My daughter has epilepsy.  She is well controlled, now.  In the beginning, it was such a frightening thing to think about.

 My husband and I saw her condition in two entirely different ways.  Neither was wrong or right, just different. My husband being (a bit) older, remembers when some of the older folks, thought those who suffered from seizures were mad.  This caused him to want to hide her problem as a means of protection.  I felt that everyone needed to know in case something happened.  I didn't think too much about what others thought. 

This same daughter had scoliosis.   I took her into the orthopaedic surgeon who began asking about her medical history.  I mentioned her epilepsy and he quickly corrected me by saying, "seizure disorder" in a very stern voice.  He later said that he didn't want my 12 yr old to feel bad about the use of the word epilepsy.  I said, "she didn't have any reason to until just now."

I am not suggesting that my husband, who loves our daughter with all his heart and the surgeon, one of the most caring individuals I've ever met, were out of line.  It is a decision to weigh; Do I protect from ignorance or do I promote honesty while  chancing bias?

The same thoughtful consideration goes into whether or not to go public about the addict/alcoholic in our lives.  It's not really my story but it does affect me.  It is a careful line to walk. I want to share some thoughts that I have on the subject.

When my husband  and I first learned of our son's addiction, we didn't tell a soul.  We wanted to protect him and quite honestly, we were scared, ashamed, embarrassed and prideful.  It didn't take very long for those pasted on smiles to feel as though they weighed 1,000 lbs.  and each person who asked about him required a phony story which began to grow old. 

Then we decided to tell those family and friends that we were really close to.  It was amazing.  The support and relief were so consoling.  We began receiving a healing balm of extra prayers.  And, others began to open up about the alcoholic or addict in their life. 

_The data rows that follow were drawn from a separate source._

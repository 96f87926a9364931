//! VibeJIT - filter path diagnostics
//!
//! Generates a random partitioned table, runs a set of filters under every
//! execution mode and checks that all modes select the same rows.

use anyhow::{bail, Context, Result};
use clap::Parser as ClapParser;
use rand::rngs::StdRng;
use rand::{Rng, SeedableRng};
use std::sync::Arc;
use std::time::Instant;
use vibejit::access::{
    ColumnMeta, DataType, MemoryFrameSource, OwnedColumn, Partition, RowId, SymbolDictionary, Value,
};
use vibejit::executor::{ExecutionContext, FilterCursorFactory, JitMode, RowCursor};
use vibejit::expression::Expression;
use vibejit::jit::features;
use vibejit::EngineConfig;

const SYMBOLS: [&str; 4] = ["EUR", "USD", "GBP", "JPY"];

/// VibeJIT - compare compiled and interpreted filters on random data
#[derive(ClapParser, Debug)]
#[command(author, version, about, long_about = None)]
struct Args {
    /// Total number of rows
    #[arg(short, long, default_value = "1000003")]
    rows: usize,

    /// Number of partitions the rows are split into
    #[arg(short, long, default_value = "4")]
    partitions: usize,

    /// Seed for the data generator
    #[arg(short, long, default_value = "42")]
    seed: u64,

    /// Run only this mode (auto, vectorized, scalar, compiled-scalar); all modes by default
    #[arg(short, long)]
    mode: Option<JitMode>,

    /// Upper bound on rows per routine call
    #[arg(long, default_value_t = vibejit::config::DEFAULT_MAX_FRAME_ROWS)]
    max_frame_rows: usize,

    /// Enable debug logging
    #[arg(short, long)]
    debug: bool,
}

fn main() -> Result<()> {
    let args = Args::parse();

    let log_level = if args.debug { "debug" } else { "info" };
    env_logger::Builder::from_env(env_logger::Env::default().default_filter_or(log_level)).init();

    let config = Arc::new(EngineConfig::default().with_max_frame_rows(args.max_frame_rows));
    config.validate().context("Invalid configuration")?;

    println!("VibeJIT filter diagnostics");
    println!("   - Host: {}", features::describe());
    println!("   - Rows: {} in {} partitions", args.rows, args.partitions.max(1));
    println!("   - Seed: {}", args.seed);
    println!();

    let symbols = Arc::new(SymbolDictionary::from_values(SYMBOLS));
    let metadata = metadata(symbols);
    let partitions = Arc::new(generate(&args, &metadata)?);

    let modes: Vec<JitMode> = match args.mode {
        Some(mode) => vec![mode],
        None => JitMode::all().to_vec(),
    };

    let mut mismatches = 0;
    for (name, expr) in scenarios() {
        println!("{name}: {expr}");
        let mut reference: Option<(JitMode, Vec<RowId>)> = None;
        for &mode in &modes {
            let ctx = ExecutionContext::new(config.clone()).with_jit_mode(mode);
            let Some(factory) = FilterCursorFactory::try_new(&ctx, &expr, &metadata)
                .with_context(|| format!("Failed to build filter '{name}'"))?
            else {
                println!("   {mode:<10} not handled, left to the planner");
                continue;
            };

            let source = MemoryFrameSource::from_shared(partitions.clone());
            let mut cursor = factory.cursor(Box::new(source))?;
            let started = Instant::now();
            cursor.init()?;
            let mut rows = Vec::new();
            while let Some(row) = cursor.next()? {
                rows.push(row);
            }
            let elapsed = started.elapsed();
            cursor.close();
            factory.close();

            println!(
                "   {:<10} {:<16} {:>9} rows  {:>10.3} ms",
                mode.as_str(),
                factory.plan().as_str(),
                rows.len(),
                elapsed.as_secs_f64() * 1000.0
            );

            match &reference {
                None => reference = Some((mode, rows)),
                Some((first, expected)) if *expected != rows => {
                    mismatches += 1;
                    let at = expected
                        .iter()
                        .zip(&rows)
                        .position(|(a, b)| a != b)
                        .unwrap_or_else(|| expected.len().min(rows.len()));
                    println!("   MISMATCH between {first} and {mode} at match #{at}");
                }
                Some(_) => {}
            }
        }
        println!();
    }

    if mismatches > 0 {
        bail!("{} scenario/mode pairs disagreed", mismatches);
    }
    println!("All modes agree.");
    Ok(())
}

fn metadata(symbols: Arc<SymbolDictionary>) -> Vec<ColumnMeta> {
    vec![
        ColumnMeta::new("i8", DataType::Int8),
        ColumnMeta::new("i16", DataType::Int16),
        ColumnMeta::new("i32a", DataType::Int32),
        ColumnMeta::new("i32b", DataType::Int32),
        ColumnMeta::new("i64", DataType::Int64),
        ColumnMeta::new("f32", DataType::Float32),
        ColumnMeta::new("f64", DataType::Float64),
        ColumnMeta::new("flag", DataType::Boolean),
        ColumnMeta::new("ccy", DataType::Symbol).with_symbols(symbols),
        ColumnMeta::new("geo", DataType::GeoHash { bits: 20 }),
    ]
}

/// Random partitions; roughly one value in sixteen is null
fn generate(args: &Args, metadata: &[ColumnMeta]) -> Result<Vec<Partition>> {
    let mut rng = StdRng::seed_from_u64(args.seed);
    let count = args.partitions.max(1);
    let mut partitions = Vec::with_capacity(count);

    for p in 0..count {
        let rows = args.rows / count + usize::from(p < args.rows % count);
        let mut columns = Vec::with_capacity(metadata.len());
        for meta in metadata {
            let null = |rng: &mut StdRng| meta.nullable && rng.gen_ratio(1, 16);
            let column = match meta.data_type {
                DataType::Int8 => OwnedColumn::Int8(
                    (0..rows)
                        .map(|_| if null(&mut rng) { i8::MIN } else { rng.gen_range(-20..=20) })
                        .collect(),
                ),
                DataType::Int16 => OwnedColumn::Int16(
                    (0..rows)
                        .map(|_| if null(&mut rng) { i16::MIN } else { rng.gen_range(-300..=300) })
                        .collect(),
                ),
                DataType::Int32 => OwnedColumn::Int32(
                    (0..rows)
                        .map(|_| if null(&mut rng) { i32::MIN } else { rng.gen_range(-1000..=1000) })
                        .collect(),
                ),
                DataType::Int64 => OwnedColumn::Int64(
                    (0..rows)
                        .map(|_| if null(&mut rng) { i64::MIN } else { rng.gen() })
                        .collect(),
                ),
                DataType::Float32 => OwnedColumn::Float32(
                    (0..rows)
                        .map(|_| if null(&mut rng) { f32::NAN } else { rng.gen_range(-50.0..50.0) })
                        .collect(),
                ),
                DataType::Float64 => OwnedColumn::Float64(
                    (0..rows)
                        .map(|_| if null(&mut rng) { f64::NAN } else { rng.gen_range(-50.0..50.0) })
                        .collect(),
                ),
                DataType::Boolean => OwnedColumn::Boolean((0..rows).map(|_| rng.gen()).collect()),
                DataType::Symbol => OwnedColumn::Int32(
                    (0..rows)
                        .map(|_| {
                            if null(&mut rng) {
                                i32::MIN
                            } else {
                                rng.gen_range(0..SYMBOLS.len() as i32)
                            }
                        })
                        .collect(),
                ),
                DataType::GeoHash { .. } => OwnedColumn::Int32(
                    (0..rows)
                        .map(|_| if null(&mut rng) { -1 } else { rng.gen_range(0..16) })
                        .collect(),
                ),
                other => bail!("no generator for {} columns", other),
            };
            columns.push(column);
        }
        partitions.push(Partition::new(columns)?);
    }
    Ok(partitions)
}

fn scenarios() -> Vec<(&'static str, Expression)> {
    let col = Expression::column;
    let int = |v: i32| Expression::literal(Value::Int32(v));
    vec![
        (
            "null either",
            Expression::or(
                Expression::eq(col(2), Expression::null()),
                Expression::eq(col(3), Expression::null()),
            ),
        ),
        (
            "all widths above nine",
            Expression::and(
                Expression::and(Expression::gt(col(0), int(9)), Expression::gt(col(1), int(9))),
                Expression::and(
                    Expression::gt(col(2), int(9)),
                    Expression::gt(col(4), Expression::literal(Value::Int64(9))),
                ),
            ),
        ),
        (
            "mixed arithmetic",
            Expression::lt(
                Expression::add_expr(Expression::mul_expr(col(0), col(1)), col(2)),
                Expression::div_expr(col(3), int(7)),
            ),
        ),
        (
            "float promotion",
            Expression::ge(
                Expression::sub_expr(col(5), col(1)),
                Expression::mul_expr(col(6), Expression::literal(Value::Float64(0.5))),
            ),
        ),
        (
            "negation",
            Expression::eq(Expression::neg(col(2)), Expression::neg(col(3))),
        ),
        (
            "symbol and flag",
            Expression::and(
                col(7),
                Expression::ne(col(8), Expression::literal(Value::String("USD".to_string()))),
            ),
        ),
        (
            "geohash",
            Expression::or(
                Expression::eq(col(9), Expression::literal(Value::GeoHash { bits: 20, value: 3 })),
                Expression::is_null(col(9)),
            ),
        ),
        (
            "division by column",
            Expression::not_expr(Expression::is_null(Expression::div_expr(col(2), col(0)))),
        ),
    ]
}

  I have ADD.  I can't tell you how hard I work at NOT interrupting.  A thought will pop into my mind and it takes the strength of elephants to stop it from popping out of my mouth.  There are so many folks that love to crack the ADD jokes.  I was even in a counselors office recently, who told me how many times I had interrupted her and that I talk too much. 

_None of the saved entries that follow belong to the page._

use crate::access::{DataFrame, RowId, StorageType};
use crate::jit::codegen::CodegenMode;
use crate::jit::{JitError, JitResult};
use cranelift_jit::JITModule;
use std::fmt;

/// Native signature of a compiled filter
pub(crate) type FilterFn =
    unsafe extern "C" fn(cols: *const *const u8, row_count: i64, out: *mut i64, row_base: i64) -> i64;

/// A filter compiled to native code.
///
/// Owns the executable memory of its routine, released exactly once when the
/// value is dropped. Share it through `Arc` to keep the code alive across
/// cursors and caches.
pub struct CompiledFilter {
    module: Option<JITModule>,
    function: FilterFn,
    mode: CodegenMode,
    lanes: usize,
    layout: Vec<(usize, StorageType)>,
    column_count: usize,
}

// SAFETY: the generated code only reads the column memory and writes the
// output buffer handed to each call; the module is never mutated after
// finalization.
unsafe impl Send for CompiledFilter {}
unsafe impl Sync for CompiledFilter {}

impl CompiledFilter {
    pub(crate) fn new(
        module: JITModule,
        function: FilterFn,
        mode: CodegenMode,
        lanes: usize,
        layout: Vec<(usize, StorageType)>,
        column_count: usize,
    ) -> Self {
        Self {
            module: Some(module),
            function,
            mode,
            lanes,
            layout,
            column_count,
        }
    }

    pub fn mode(&self) -> CodegenMode {
        self.mode
    }

    /// Rows evaluated per SIMD iteration
    pub fn lanes(&self) -> usize {
        self.lanes
    }

    /// Run the routine over `frame`, appending the absolute ids of matching
    /// rows to `out` in ascending order. Returns the number appended.
    pub fn execute(&self, frame: &DataFrame<'_>, out: &mut Vec<RowId>) -> JitResult<usize> {
        // The routine trusts every pointer it gets
        frame.validate_layout(&self.layout)?;
        let rows = frame.row_count;
        if rows == 0 {
            return Ok(0);
        }

        let width = self
            .layout
            .last()
            .map(|(index, _)| index + 1)
            .unwrap_or(0)
            .max(self.column_count);
        let mut pointers = vec![std::ptr::null::<u8>(); width];
        for &(index, _) in &self.layout {
            pointers[index] = frame.columns[index].as_ptr();
        }

        let start = out.len();
        out.try_reserve(rows)
            .map_err(|e| JitError::Allocation(format!("output for {rows} rows: {e}")))?;
        out.resize(start + rows, 0);

        // SAFETY: every referenced column was checked to hold `rows` cells of
        // the expected storage, and `out[start..]` has room for `rows` ids,
        // the most the routine ever writes.
        let matched = unsafe {
            (self.function)(
                pointers.as_ptr(),
                rows as i64,
                out[start..].as_mut_ptr(),
                frame.row_base,
            )
        };

        let matched = usize::try_from(matched).unwrap_or(0).min(rows);
        out.truncate(start + matched);
        Ok(matched)
    }
}

impl Drop for CompiledFilter {
    fn drop(&mut self) {
        if let Some(module) = self.module.take() {
            // SAFETY: `function` points into this module and dies with `self`;
            // no call can be running since we hold the only reference.
            unsafe { module.free_memory() };
        }
    }
}

impl fmt::Debug for CompiledFilter {
    fn fmt(&self, f: &mut fmt::Formatter<'_>) -> fmt::Result {
        f.debug_struct("CompiledFilter")
            .field("mode", &self.mode)
            .field("lanes", &self.lanes)
            .field("layout", &self.layout)
            .finish()
    }
}

#[cfg(test)]
mod tests {
    use super::*;
    use crate::access::{ColumnBuffer, ColumnMeta, DataType, FrameError, Value};
    use crate::expression::{resolve_filter, select_rows, Expression};
    use crate::jit::codegen::compile_filter;
    use crate::jit::features::{jit_supported, simd_supported};

    fn compile(expr: &Expression, metadata: &[ColumnMeta], mode: CodegenMode) -> anyhow::Result<Option<CompiledFilter>> {
        if !jit_supported() || (mode == CodegenMode::Vectorized && !simd_supported()) {
            return Ok(None);
        }
        let filter = resolve_filter(expr, metadata)?;
        Ok(Some(compile_filter(&filter, mode)?))
    }

    #[test]
    fn test_execute_appends_absolute_ids() -> anyhow::Result<()> {
        let metadata = vec![ColumnMeta::new("x", DataType::Int64)];
        let expr = Expression::gt(Expression::column(0), Expression::literal(Value::Int64(2)));
        let Some(compiled) = compile(&expr, &metadata, CodegenMode::Vectorized)? else {
            return Ok(());
        };
        assert_eq!(compiled.lanes(), 2);

        let values = [1i64, 5, 2, 9, 3];
        let frame = DataFrame::new(1000, values.len(), vec![ColumnBuffer::Int64(&values)]);
        let mut out = vec![-7];
        assert_eq!(compiled.execute(&frame, &mut out)?, 3);
        assert_eq!(out, vec![-7, 1001, 1003, 1004]);
        Ok(())
    }

    #[test]
    fn test_execute_rejects_mismatched_frame() -> anyhow::Result<()> {
        let metadata = vec![ColumnMeta::new("x", DataType::Int32)];
        let expr = Expression::is_null(Expression::column(0));
        let Some(compiled) = compile(&expr, &metadata, CodegenMode::ScalarOnly)? else {
            return Ok(());
        };

        let longs = [1i64, 2];
        let frame = DataFrame::new(0, 2, vec![ColumnBuffer::Int64(&longs)]);
        let mut out = Vec::new();
        let err = compiled.execute(&frame, &mut out).unwrap_err();
        assert!(matches!(
            err,
            JitError::Frame(FrameError::StorageMismatch { index: 0, .. })
        ));

        let ints = [1i32, i32::MIN];
        let frame = DataFrame::new(0, 3, vec![ColumnBuffer::Int32(&ints)]);
        let err = compiled.execute(&frame, &mut out).unwrap_err();
        assert!(matches!(err, JitError::Frame(FrameError::LengthMismatch { .. })));
        assert!(out.is_empty());
        Ok(())
    }

    #[test]
    fn test_empty_frame() -> anyhow::Result<()> {
        let metadata = vec![ColumnMeta::new("x", DataType::Int16)];
        let expr = Expression::is_not_null(Expression::column(0));
        let Some(compiled) = compile(&expr, &metadata, CodegenMode::Vectorized)? else {
            return Ok(());
        };
        let empty: [i16; 0] = [];
        let frame = DataFrame::new(50, 0, vec![ColumnBuffer::Int16(&empty)]);
        let mut out = Vec::new();
        assert_eq!(compiled.execute(&frame, &mut out)?, 0);
        assert!(out.is_empty());
        Ok(())
    }

    #[test]
    fn test_float_and_boolean_columns() -> anyhow::Result<()> {
        let metadata = vec![
            ColumnMeta::new("f", DataType::Float32),
            ColumnMeta::new("d", DataType::Float64),
            ColumnMeta::new("flag", DataType::Boolean),
        ];
        let f: Vec<f32> = (0..23).map(|i| if i % 7 == 0 { f32::NAN } else { i as f32 / 3.0 }).collect();
        let d: Vec<f64> = (0..23).map(|i| if i % 5 == 0 { f64::NAN } else { 7.0 - i as f64 / 2.0 }).collect();
        let flag: Vec<bool> = (0..23).map(|i| i % 3 != 0).collect();
        let frame = DataFrame::new(
            0,
            23,
            vec![
                ColumnBuffer::Float32(&f),
                ColumnBuffer::Float64(&d),
                ColumnBuffer::Boolean(&flag),
            ],
        );
        let exprs = [
            Expression::lt(Expression::column(0), Expression::column(1)),
            Expression::eq(Expression::column(0), Expression::column(1)),
            Expression::and(
                Expression::column(2),
                Expression::ge(
                    Expression::mul_expr(Expression::column(0), Expression::column(0)),
                    Expression::literal(Value::Float64(4.0)),
                ),
            ),
            Expression::or(
                Expression::not_expr(Expression::column(2)),
                Expression::is_null(Expression::column(1)),
            ),
            Expression::ne(
                Expression::div_expr(Expression::column(0), Expression::literal(Value::Float32(3.0))),
                Expression::neg(Expression::column(0)),
            ),
        ];
        for expr in &exprs {
            let filter = resolve_filter(expr, &metadata)?;
            let mut expected = Vec::new();
            select_rows(&filter, &frame, &mut expected)?;
            for mode in [CodegenMode::Vectorized, CodegenMode::ScalarOnly] {
                let Some(compiled) = compile(expr, &metadata, mode)? else {
                    continue;
                };
                let mut actual = Vec::new();
                compiled.execute(&frame, &mut actual)?;
                assert_eq!(actual, expected, "{expr} {mode:?}");
            }
        }
        Ok(())
    }
}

My point is this, we all have something.  And, we will most likely be judged for it and any other preconceived notion a person might have about us.  But, I think that shedding light on any problem is the first step to freedom.  Letting that secret out, strips it's power. 

For a long time I suspected my son had problems with drugs.  I felt that saying it out loud made it true.  Sticking my head in the sand, made it true.  Admitting it might have started a firestorm, but it was a firestorm to healing. 

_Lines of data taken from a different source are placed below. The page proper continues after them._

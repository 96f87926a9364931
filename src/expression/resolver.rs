//! Type and null promotion resolution.
//!
//! Turns the planner's `Expression` into a `ResolvedFilter`: every node gets
//! the kind it produces, the kind its parent consumes it as and a nullable
//! flag. Null literals never survive resolution; they are folded into
//! sentinel tests, null constants or boolean constants.

use crate::access::{ColumnMeta, DataType, Datum, Value, ABSENT_SYMBOL_KEY};
use crate::expression::operator::{ArithmeticOp, BinaryOperator, CompareOp, UnaryOperator};
use crate::expression::resolved::{ResolvedExpr, ResolvedFilter, ResolvedNode};
use crate::expression::{Expression, ExpressionError, ExpressionResult};

/// Intermediate result: literals that only make sense next to a typed operand
/// are kept aside until their context is known.
#[derive(Debug, Clone, PartialEq)]
enum Operand {
    Null,
    Text(String),
    Expr(ResolvedExpr),
}

impl Operand {
    fn data_type(&self) -> Option<DataType> {
        match self {
            Operand::Null => None,
            Operand::Text(_) => Some(DataType::Varchar),
            Operand::Expr(e) => Some(e.data_type),
        }
    }
}

fn invalid_operands(operator: &str, left: &Operand, right: Option<&Operand>) -> ExpressionError {
    ExpressionError::InvalidOperandTypes {
        operator: operator.to_string(),
        left_type: left.data_type(),
        right_type: right.and_then(Operand::data_type),
    }
}

/// Resolver for filter expressions over one table's column metadata
pub struct FilterResolver<'a> {
    metadata: &'a [ColumnMeta],
}

impl<'a> FilterResolver<'a> {
    pub fn new(metadata: &'a [ColumnMeta]) -> Self {
        Self { metadata }
    }

    /// Resolve a filter predicate. The root must be boolean.
    pub fn resolve(&self, expr: &Expression) -> ExpressionResult<ResolvedFilter> {
        let root = match self.operand(expr)? {
            // A null predicate selects nothing
            Operand::Null => ResolvedExpr::boolean(false),
            Operand::Text(_) => {
                return Err(ExpressionError::TypeMismatch {
                    expected: DataType::Boolean,
                    actual: DataType::Varchar,
                    context: "filter predicate".to_string(),
                })
            }
            Operand::Expr(e) if e.is_boolean() => e,
            Operand::Expr(e) => {
                return Err(ExpressionError::TypeMismatch {
                    expected: DataType::Boolean,
                    actual: e.data_type,
                    context: "filter predicate".to_string(),
                })
            }
        };
        Ok(ResolvedFilter::new(root, self.metadata.len()))
    }

    fn operand(&self, expr: &Expression) -> ExpressionResult<Operand> {
        match expr {
            Expression::Literal(lit) => self.literal(&lit.value),

            Expression::ColumnRef(col) => self.column(col.index),

            Expression::UnaryOp { op, operand } => {
                let operand = self.operand(operand)?;
                match op {
                    UnaryOperator::Minus => self.negate(operand),
                    UnaryOperator::Not => match operand {
                        Operand::Expr(e) if e.is_boolean() => {
                            Ok(Operand::Expr(ResolvedExpr::predicate(ResolvedNode::Not(
                                Box::new(e),
                            ))))
                        }
                        other => Err(invalid_operands(op.as_str(), &other, None)),
                    },
                    UnaryOperator::IsNull => self.null_test(operand, false),
                    UnaryOperator::IsNotNull => self.null_test(operand, true),
                }
            }

            Expression::BinaryOp { op, left, right } => {
                let left = self.operand(left)?;
                let right = self.operand(right)?;
                if let Some(arith) = op.arithmetic() {
                    self.arithmetic(*op, arith, left, right)
                } else if let Some(cmp) = op.comparison() {
                    self.comparison(op.as_str(), cmp, left, right)
                } else {
                    self.logical(*op, left, right)
                }
            }

            Expression::FunctionCall { name, .. } => Err(ExpressionError::unsupported(format!(
                "function call {}()",
                name
            ))),
        }
    }

    fn literal(&self, value: &Value) -> ExpressionResult<Operand> {
        match value {
            Value::Null => Ok(Operand::Null),
            Value::String(s) => Ok(Operand::Text(s.clone())),
            other => {
                let data_type = other
                    .data_type()
                    .ok_or_else(|| ExpressionError::unsupported("untyped literal"))?;
                let datum = other.to_datum().ok_or_else(|| {
                    ExpressionError::unsupported(format!("literal of kind {}", data_type))
                })?;
                Ok(Operand::Expr(ResolvedExpr::constant(datum, data_type, false)))
            }
        }
    }

    fn column(&self, index: usize) -> ExpressionResult<Operand> {
        let meta = self
            .metadata
            .get(index)
            .ok_or(ExpressionError::ColumnIndexOutOfBounds {
                index,
                column_count: self.metadata.len(),
            })?;
        if meta.data_type.storage().is_none() {
            return Err(ExpressionError::unsupported(format!(
                "column {} of kind {}",
                meta.name, meta.data_type
            )));
        }
        let nullable = meta.nullable && meta.data_type != DataType::Boolean;
        Ok(Operand::Expr(ResolvedExpr::new(
            ResolvedNode::Column { index },
            meta.data_type,
            nullable,
        )))
    }

    fn negate(&self, operand: Operand) -> ExpressionResult<Operand> {
        match operand {
            Operand::Null => Ok(Operand::Null),
            Operand::Expr(e) if e.data_type.is_numeric() => {
                let (data_type, nullable) = (e.data_type, e.nullable);
                Ok(Operand::Expr(ResolvedExpr::new(
                    ResolvedNode::Neg(Box::new(e)),
                    data_type,
                    nullable,
                )))
            }
            other => Err(invalid_operands(UnaryOperator::Minus.as_str(), &other, None)),
        }
    }

    fn null_test(&self, operand: Operand, negated: bool) -> ExpressionResult<Operand> {
        let folded = match operand {
            Operand::Null => !negated,
            Operand::Text(_) => {
                return Err(invalid_operands(
                    UnaryOperator::IsNull.as_str(),
                    &operand,
                    None,
                ))
            }
            Operand::Expr(e) => {
                if !e.nullable {
                    negated
                } else if let Some(datum) = e.as_constant() {
                    datum.is_null_of(e.data_type) != negated
                } else {
                    return Ok(Operand::Expr(ResolvedExpr::predicate(
                        ResolvedNode::IsNull {
                            operand: Box::new(e),
                            negated,
                        },
                    )));
                }
            }
        };
        Ok(Operand::Expr(ResolvedExpr::boolean(folded)))
    }

    fn arithmetic(
        &self,
        op: BinaryOperator,
        arith: ArithmeticOp,
        left: Operand,
        right: Operand,
    ) -> ExpressionResult<Operand> {
        match (left, right) {
            (Operand::Null, Operand::Null) => Err(ExpressionError::unsupported(format!(
                "null {} null has no kind",
                op
            ))),
            (Operand::Null, Operand::Expr(e)) | (Operand::Expr(e), Operand::Null)
                if e.data_type.is_numeric() =>
            {
                let datum = Datum::null_of(e.data_type).ok_or_else(|| {
                    ExpressionError::unsupported(format!("null of kind {}", e.data_type))
                })?;
                Ok(Operand::Expr(ResolvedExpr::constant(
                    datum,
                    e.data_type,
                    true,
                )))
            }
            (Operand::Expr(l), Operand::Expr(r)) => {
                let common = DataType::promote(l.data_type, r.data_type).ok_or_else(|| {
                    ExpressionError::InvalidOperandTypes {
                        operator: op.as_str().to_string(),
                        left_type: Some(l.data_type),
                        right_type: Some(r.data_type),
                    }
                })?;
                // Integer division yields null on a zero divisor
                let nullable = l.nullable
                    || r.nullable
                    || (arith == ArithmeticOp::Div && !common.is_float());
                Ok(Operand::Expr(ResolvedExpr::new(
                    ResolvedNode::Arithmetic {
                        op: arith,
                        left: Box::new(l.promote_to(common)),
                        right: Box::new(r.promote_to(common)),
                    },
                    common,
                    nullable,
                )))
            }
            (l, r) => Err(invalid_operands(op.as_str(), &l, Some(&r))),
        }
    }

    fn comparison(
        &self,
        operator: &str,
        op: CompareOp,
        left: Operand,
        right: Operand,
    ) -> ExpressionResult<Operand> {
        match (left, right) {
            (Operand::Null, Operand::Null) => {
                Ok(Operand::Expr(ResolvedExpr::boolean(op == CompareOp::Eq)))
            }
            (Operand::Null, other) => self.comparison(operator, op.flip(), other, Operand::Null),
            (other, Operand::Null) => match op {
                CompareOp::Eq => self.null_test(other, false),
                CompareOp::Ne => self.null_test(other, true),
                _ => {
                    if let Operand::Text(_) = other {
                        return Err(invalid_operands(operator, &other, None));
                    }
                    Ok(Operand::Expr(ResolvedExpr::boolean(false)))
                }
            },
            (Operand::Text(_), Operand::Text(_)) => Err(ExpressionError::unsupported(
                "comparison between two string literals",
            )),
            (Operand::Text(s), Operand::Expr(e)) => {
                self.comparison(operator, op.flip(), Operand::Expr(e), Operand::Text(s))
            }
            (Operand::Expr(e), Operand::Text(s)) => self.symbol_comparison(operator, op, e, &s),
            (Operand::Expr(l), Operand::Expr(r)) => self.typed_comparison(operator, op, l, r),
        }
    }

    /// Symbol column against a string literal, compared by dictionary key
    fn symbol_comparison(
        &self,
        operator: &str,
        op: CompareOp,
        column: ResolvedExpr,
        text: &str,
    ) -> ExpressionResult<Operand> {
        let index = match column.node {
            ResolvedNode::Column { index } if column.data_type == DataType::Symbol => index,
            _ => {
                return Err(ExpressionError::InvalidOperandTypes {
                    operator: operator.to_string(),
                    left_type: Some(column.data_type),
                    right_type: Some(DataType::Varchar),
                })
            }
        };
        if op.is_ordering() {
            return Err(ExpressionError::InvalidOperandTypes {
                operator: operator.to_string(),
                left_type: Some(DataType::Symbol),
                right_type: Some(DataType::Varchar),
            });
        }
        let table = self
            .metadata
            .get(index)
            .and_then(|m| m.symbols.as_ref())
            .ok_or_else(|| {
                ExpressionError::unsupported(format!("symbol column {} has no dictionary", index))
            })?;
        let key = table.key_of(text).unwrap_or(ABSENT_SYMBOL_KEY);
        let constant = ResolvedExpr::constant(Datum::Int32(key), DataType::Symbol, false);
        Ok(Operand::Expr(ResolvedExpr::predicate(ResolvedNode::Compare {
            op,
            left: Box::new(column),
            right: Box::new(constant),
        })))
    }

    fn typed_comparison(
        &self,
        operator: &str,
        op: CompareOp,
        left: ResolvedExpr,
        right: ResolvedExpr,
    ) -> ExpressionResult<Operand> {
        let invalid = || ExpressionError::InvalidOperandTypes {
            operator: operator.to_string(),
            left_type: Some(left.data_type),
            right_type: Some(right.data_type),
        };

        let common = match (left.data_type, right.data_type) {
            (DataType::Symbol, _) | (_, DataType::Symbol) => {
                return Err(ExpressionError::unsupported(
                    "symbols compare only against string literals or null",
                ))
            }
            (DataType::Boolean, DataType::Boolean) if !op.is_ordering() => DataType::Boolean,
            (DataType::GeoHash { bits: l }, DataType::GeoHash { bits: r }) => {
                if op.is_ordering() {
                    return Err(invalid());
                }
                if l != r {
                    return Err(ExpressionError::TypeMismatch {
                        expected: left.data_type,
                        actual: right.data_type,
                        context: "geohash comparison".to_string(),
                    });
                }
                left.data_type
            }
            (l, r) => DataType::promote(l, r).ok_or_else(invalid)?,
        };

        Ok(Operand::Expr(ResolvedExpr::predicate(ResolvedNode::Compare {
            op,
            left: Box::new(left.promote_to(common)),
            right: Box::new(right.promote_to(common)),
        })))
    }

    fn logical(
        &self,
        op: BinaryOperator,
        left: Operand,
        right: Operand,
    ) -> ExpressionResult<Operand> {
        match (left, right) {
            (Operand::Expr(l), Operand::Expr(r)) if l.is_boolean() && r.is_boolean() => {
                let node = match op {
                    BinaryOperator::And => ResolvedNode::And(Box::new(l), Box::new(r)),
                    _ => ResolvedNode::Or(Box::new(l), Box::new(r)),
                };
                Ok(Operand::Expr(ResolvedExpr::predicate(node)))
            }
            (l, r) => Err(invalid_operands(op.as_str(), &l, Some(&r))),
        }
    }
}

/// Helper function to resolve a filter predicate against column metadata
pub fn resolve_filter(
    expr: &Expression,
    metadata: &[ColumnMeta],
) -> ExpressionResult<ResolvedFilter> {
    FilterResolver::new(metadata).resolve(expr)
}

However you wish to handle your story, at the very least, take it to our Lord in prayer.  He knows how tired you are and is willing to take on your yoke.  There is a lot of traffic on this blog and very few followers.  I suspect it is because this subject matter is so hard.  I write anonymously myself.  It is a means of saying out loud, to God, that I am here and I am taking on these problems.  It is a way of talking about the loneliness of this problem.  It is a way of talking about the fear of loss.  It is my way of being heard.  I encourage you to find a way of being heard. 

Today I pray for all who suffer from isolation because of addiction or alcohol;  that they will have the courage to take back their lives by turning on the light.  I pray for the addict and alcoholic, that they allow God to teach them the lessons that they need for today.  I pray that we all try to look beyond any preconceived notions we might have.  And, I pray for Henry.

5 comments:

Dad and Mom said...

I wrote an essay on this very subject quite a while ago. I agree, turning on the light is the first step of recovery for us all.

Here is a link to the essay I wrote: http://intervene.drugfree.org/2010/01/help-your-child-by-overcoming-your-shame/

coffeemom said...

This might well be one if my favorite posts if yours. Ever as you know so well I'm in total agreement w you. And tired if giving ANY extra power to these hard things in our lives So I say we do need to say the names out loud and steal the stigma away. No more whispers. Love you. M

sewso1962 said...

You know, I agree with you totally. Whether a family is fighting addiction, or something else, there is only pain that comes from our pride trying to hide the truth. Continue to be strong in our Lord and as always... we will continue to pray for Henry

Gena said...

I'm a firm believer in honesty. But what about those people in our lives who revel in the bad news? 2 very close to me light up like Christmas trees when I simply tell the truth about my life and the truth is not pretty. It makes me want to lie. What is the motivation behind this kind of reaction?

Mom of an Addict said...

sewso1962: thank you for your comments and most especially for the prayers.

Gena: I think that if someone is very close to you, they wouldn't "light up like a christmas tree" at the hard truths. When someone delights in your hardships, it can only be motivated by pride. Their self esteem must be low. Those folks delight in others hardships because in their minds they feel that it makes them look better. Pride is a dangerous thing. It can only take our focus off of what is important. Stick to the truth and pray for your friends.